JEMBRANAEXPRESS.COM-Kasus penemuan mayat ibu bernama Itanti ,33, dan bayinya di kosan Dusun Keling, Desa Jumputrejo, Kecamatan Sukodono, Sidoarjo terungkap.
Ternyata korban Ibu beserta bayinya di Sidoarjo tersebut dibunuh oleh Nizar Muhariza, pacar korban.
Nizar yang berusia 36 tahun itu berhasil ditangkap oleh Satreskrim Polresta Sidoarjo dalam waktu kurang dari 12 jam di Kecamatan Driyorejo, Kabupaten Gresik.

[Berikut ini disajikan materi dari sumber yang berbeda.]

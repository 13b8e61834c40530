//! Commit model types.
//!
//! [`StructuredCommit`] is the fully parsed form of one commit record;
//! [`IndexedCommit`] is the compact form stored inside the trailer index.

use serde::{Deserialize, Serialize};
use serde_json::Value;
use std::collections::BTreeMap;
use std::fmt;

/// The closed set of conventional-commit types.
#[derive(Debug, Clone, Copy, PartialEq, Eq, Hash, Serialize, Deserialize)]
#[serde(rename_all = "lowercase")]
pub enum CommitType {
    /// A new capability.
    Feat,
    /// A defect fix.
    Fix,
    /// A behavior-preserving restructure.
    Refactor,
    /// A performance change.
    Perf,
    /// Documentation only.
    Docs,
    /// Test changes.
    Test,
    /// Build system changes.
    Build,
    /// CI configuration changes.
    Ci,
    /// Maintenance work.
    Chore,
    /// A revert of an earlier commit.
    Revert,
}

impl CommitType {
    /// All commit types, in header-regex order.
    pub const ALL: [Self; 10] = [
        Self::Feat,
        Self::Fix,
        Self::Refactor,
        Self::Perf,
        Self::Docs,
        Self::Test,
        Self::Build,
        Self::Ci,
        Self::Chore,
        Self::Revert,
    ];

    /// Parses a commit type token.
    #[must_use]
    pub fn parse(s: &str) -> Option<Self> {
        match s {
            "feat" => Some(Self::Feat),
            "fix" => Some(Self::Fix),
            "refactor" => Some(Self::Refactor),
            "perf" => Some(Self::Perf),
            "docs" => Some(Self::Docs),
            "test" => Some(Self::Test),
            "build" => Some(Self::Build),
            "ci" => Some(Self::Ci),
            "chore" => Some(Self::Chore),
            "revert" => Some(Self::Revert),
            _ => None,
        }
    }

    /// The lowercase token used in commit headers.
    #[must_use]
    pub const fn as_str(self) -> &'static str {
        match self {
            Self::Feat => "feat",
            Self::Fix => "fix",
            Self::Refactor => "refactor",
            Self::Perf => "perf",
            Self::Docs => "docs",
            Self::Test => "test",
            Self::Build => "build",
            Self::Ci => "ci",
            Self::Chore => "chore",
            Self::Revert => "revert",
        }
    }

    /// Whether a body is optional for this type.
    #[must_use]
    pub const fn body_optional(self) -> bool {
        matches!(self, Self::Chore | Self::Ci | Self::Build)
    }
}

impl fmt::Display for CommitType {
    fn fmt(&self, f: &mut fmt::Formatter<'_>) -> fmt::Result {
        f.write_str(self.as_str())
    }
}

/// The controlled vocabulary of strategic commit intents.
#[derive(Debug, Clone, Copy, PartialEq, Eq, Hash, Serialize, Deserialize)]
#[serde(rename_all = "kebab-case")]
pub enum Intent {
    /// Adds a capability the system did not have.
    EnableCapability,
    /// Corrects incorrect behavior.
    FixDefect,
    /// Raises quality without changing behavior.
    ImproveQuality,
    /// Rearranges structure to enable future work.
    Restructure,
    /// Changes infrastructure or tooling configuration.
    ConfigureInfra,
    /// Records knowledge.
    Document,
    /// Investigates an approach without committing to it.
    Explore,
    /// Removes an impediment to other work.
    ResolveBlocker,
}

impl Intent {
    /// All intents, in vocabulary order.
    pub const ALL: [Self; 8] = [
        Self::EnableCapability,
        Self::FixDefect,
        Self::ImproveQuality,
        Self::Restructure,
        Self::ConfigureInfra,
        Self::Document,
        Self::Explore,
        Self::ResolveBlocker,
    ];

    /// Parses an intent trailer value. Values outside the controlled
    /// vocabulary yield `None`.
    #[must_use]
    pub fn parse(s: &str) -> Option<Self> {
        match s.trim() {
            "enable-capability" => Some(Self::EnableCapability),
            "fix-defect" => Some(Self::FixDefect),
            "improve-quality" => Some(Self::ImproveQuality),
            "restructure" => Some(Self::Restructure),
            "configure-infra" => Some(Self::ConfigureInfra),
            "document" => Some(Self::Document),
            "explore" => Some(Self::Explore),
            "resolve-blocker" => Some(Self::ResolveBlocker),
            _ => None,
        }
    }

    /// The kebab-case trailer value.
    #[must_use]
    pub const fn as_str(self) -> &'static str {
        match self {
            Self::EnableCapability => "enable-capability",
            Self::FixDefect => "fix-defect",
            Self::ImproveQuality => "improve-quality",
            Self::Restructure => "restructure",
            Self::ConfigureInfra => "configure-infra",
            Self::Document => "document",
            Self::Explore => "explore",
            Self::ResolveBlocker => "resolve-blocker",
        }
    }
}

impl fmt::Display for Intent {
    fn fmt(&self, f: &mut fmt::Formatter<'_>) -> fmt::Result {
        f.write_str(self.as_str())
    }
}

/// The parsed form of one commit.
#[derive(Debug, Clone, PartialEq, Serialize, Deserialize)]
#[serde(rename_all = "camelCase")]
pub struct StructuredCommit {
    /// The commit hash.
    pub hash: String,
    /// Author date, ISO 8601.
    pub date: String,
    /// Conventional commit type.
    #[serde(rename = "type")]
    pub commit_type: CommitType,
    /// Optional scope from the header parentheses.
    pub header_scope: Option<String>,
    /// The subject text after the `type(scope):` prefix.
    pub subject: String,
    /// The message body, trailers excluded.
    pub body: String,
    /// The `Intent` trailer, if present and in-vocabulary.
    pub intent: Option<Intent>,
    /// The `Scope` trailer entries, comma-split and trimmed.
    pub scope: Vec<String>,
    /// The `Decided-Against` trailer entries.
    pub decided_against: Vec<String>,
    /// The `Session` trailer (`YYYY-MM-DD/slug`), if present.
    pub session: Option<String>,
    /// The `Refs` trailer entries.
    pub refs: Vec<String>,
    /// The `Context` trailer parsed as a JSON mapping, or `None` when absent
    /// or unparseable.
    pub context: Option<BTreeMap<String, Value>>,
    /// The `Breaking` trailer text, if present.
    pub breaking: Option<String>,
}

impl StructuredCommit {
    /// The compact form stored in the index.
    #[must_use]
    pub fn to_indexed(&self) -> IndexedCommit {
        IndexedCommit {
            hash: self.hash.clone(),
            date: self.date.clone(),
            subject: self.subject.clone(),
            intent: self.intent,
            scope: self.scope.clone(),
            session: self.session.clone(),
            decided_against: self.decided_against.clone(),
        }
    }
}

/// Compact commit record persisted inside the trailer index.
#[derive(Debug, Clone, PartialEq, Eq, Serialize, Deserialize)]
#[serde(rename_all = "camelCase")]
pub struct IndexedCommit {
    /// The commit hash.
    pub hash: String,
    /// Author date, ISO 8601.
    pub date: String,
    /// The subject text.
    pub subject: String,
    /// The commit's intent, if any.
    pub intent: Option<Intent>,
    /// Scope entries.
    #[serde(default)]
    pub scope: Vec<String>,
    /// Session id, if any.
    pub session: Option<String>,
    /// Decided-against entries.
    #[serde(default)]
    pub decided_against: Vec<String>,
}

Dalam konferensi pers di Mako Polresta Sidoarjo, Nizar Muhariza mengakui bahwa ia telah menjalin hubungan asmara dengan korban sejak Januari.
Meskipun mereka belum menikah, hubungan mereka berlanjut hingga saat ini.
Menurut Nizar, korban meminta pertanggungjawaban atas bayi yang dikandungnya sejak April hingga Juni, namun ia menolaknya.
"Mulai April, Mei, Juni itu meminta pertanggungjawaban," ujar Nizar.
Pada Sabtu (22/6), Nizar mengunjungi kos korban dan mendapati Itanti mengalami pendarahan.
Ia menawarkan untuk membawa korban ke dokter, namun korban menolak karena tidak memiliki biaya.
Keesokan harinya, korban merasakan kontraksi dan meminta Nizar untuk membantunya melahirkan. Nizar membantu proses persalinan dengan mendorong perut korban hingga bayi lahir dan menangis.
Agar tangisan bayi tidak terdengar oleh tetangga, Nizar membekap hidung dan mulut bayi hingga bayi lemas.
Ia kemudian meletakkan bayi di samping korban. Setelah itu, korban meminta Nizar membelikan minuman Pocari Sweat di warung.
Saat kembali, Nizar mendapati korban sudah meninggal dunia. Karena ketakutan, Nizar melarikan diri dengan membawa HP dan sepeda motor milik korban.
Mayat ibu dan bayinya ditemukan oleh pemilik kos, Rochid, pada Selasa (25/6/2024) di kamar kos nomor 10 dengan kondisi membusuk dan mengeluarkan bau menyengat.
Kapolresta Sidoarjo, Kombes Pol Christian Tobing, menyatakan bahwa pelaku berhasil diamankan dalam waktu 1 x 24 jam di Kecamatan Driyorejo, Kabupaten Gresik.
“Pelaku merupakan warga Kendensari, Tanggulangin dan kekasih korban," ujarnya.